Stored data entries
──────

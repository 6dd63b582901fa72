//! Password hashing.
//!
//! Hashes are Argon2id PHC strings (`$argon2id$v=19$m=...,t=...,p=...$salt$hash`).
//! Verification reads the cost parameters back from the stored string, so a
//! stored hash whose costs exceed [`MAX_MEMORY_KIB`] or [`MAX_ITERATIONS`] is
//! rejected without running the KDF.

use argon2::password_hash::{PasswordHash, PasswordHasher, PasswordVerifier, SaltString};
use argon2::{Argon2, Params};
use thiserror::Error;

const SALT_LEN: usize = 16;

/// Upper bound on the memory cost a stored hash may ask for (64 MiB).
pub const MAX_MEMORY_KIB: u32 = 64 * 1024;
/// Upper bound on the iteration count a stored hash may ask for.
pub const MAX_ITERATIONS: u32 = 8;

#[derive(Debug, Error, Clone, PartialEq, Eq)]
#[error("password hashing failed: {0}")]
pub struct PasswordHashError(String);

impl From<argon2::password_hash::Error> for PasswordHashError {
    fn from(err: argon2::password_hash::Error) -> Self {
        Self(err.to_string())
    }
}

/// Hash `password` with a fresh random salt and the default Argon2id costs.
pub fn hash_password(password: &str) -> Result<String, PasswordHashError> {
    let salt: [u8; SALT_LEN] = rand::random();
    let salt = SaltString::encode_b64(&salt)?;
    Ok(Argon2::default()
        .hash_password(password.as_bytes(), &salt)?
        .to_string())
}

/// Check `password` against a stored hash. Unparseable hashes and hashes with
/// out-of-bounds costs never match.
pub fn verify_password(password: &str, stored: &str) -> bool {
    let Ok(parsed) = PasswordHash::new(stored) else {
        return false;
    };
    let Ok(params) = Params::try_from(&parsed) else {
        return false;
    };
    if params.m_cost() > MAX_MEMORY_KIB || params.t_cost() > MAX_ITERATIONS {
        return false;
    }
    Argon2::default()
        .verify_password(password.as_bytes(), &parsed)
        .is_ok()
}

──────

EXERCISE GOAL:
Your task is to transcribe all of the entries word for word.

SOLVED PROBLEM:
repository 6dd63b582901fa72
//! Password hashing.
//!
//! Hashes are Argon2id PHC strings (`$argon2id$v=19$m=...,t=...,p=...$salt$hash`).
//! Verification reads the cost parameters back from the stored string, so a
//! stored hash whose costs exceed [`MAX_MEMORY_KIB`] or [`MAX_ITERATIONS`] is
//! rejected without running the KDF.

use argon2::password_hash::{PasswordHash, PasswordHasher, PasswordVerifier, SaltString};
use argon2::{Argon2, Params};
use thiserror::Error;

const SALT_LEN: usize = 16;

/// Upper bound on the memory cost a stored hash may ask for (64 MiB).
pub const MAX_MEMORY_KIB: u32 = 64 * 1024;
/// Upper bound on the iteration count a stored hash may ask for.
pub const MAX_ITERATIONS: u32 = 8;

#[derive(Debug, Error, Clone, PartialEq, Eq)]
#[error("password hashing failed: {0}")]
pub struct PasswordHashError(String);

impl From<argon2::password_hash::Error> for PasswordHashError {
    fn from(err: argon2::password_hash::Error) -> Self {
        Self(err.to_string())
    }
}

/// Hash `password` with a fresh random salt and the default Argon2id costs.
pub fn hash_password(password: &str) -> Result<String, PasswordHashError> {
    let salt: [u8; SALT_LEN] = rand::random();
    let salt = SaltString::encode_b64(&salt)?;
    Ok(Argon2::default()
        .hash_password(password.as_bytes(), &salt)?
        .to_string())
}

/// Check `password` against a stored hash. Unparseable hashes and hashes with
/// out-of-bounds costs never match.
pub fn verify_password(password: &str, stored: &str) -> bool {
    let Ok(parsed) = PasswordHash::new(stored) else {
        return false;
    };
    let Ok(params) = Params::try_from(&parsed) else {
        return false;
    };
    if params.m_cost() > MAX_MEMORY_KIB || params.t_cost() > MAX_ITERATIONS {
        return false;
    }
    Argon2::default()
        .verify_password(password.as_bytes(), &parsed)
        .is_ok()
}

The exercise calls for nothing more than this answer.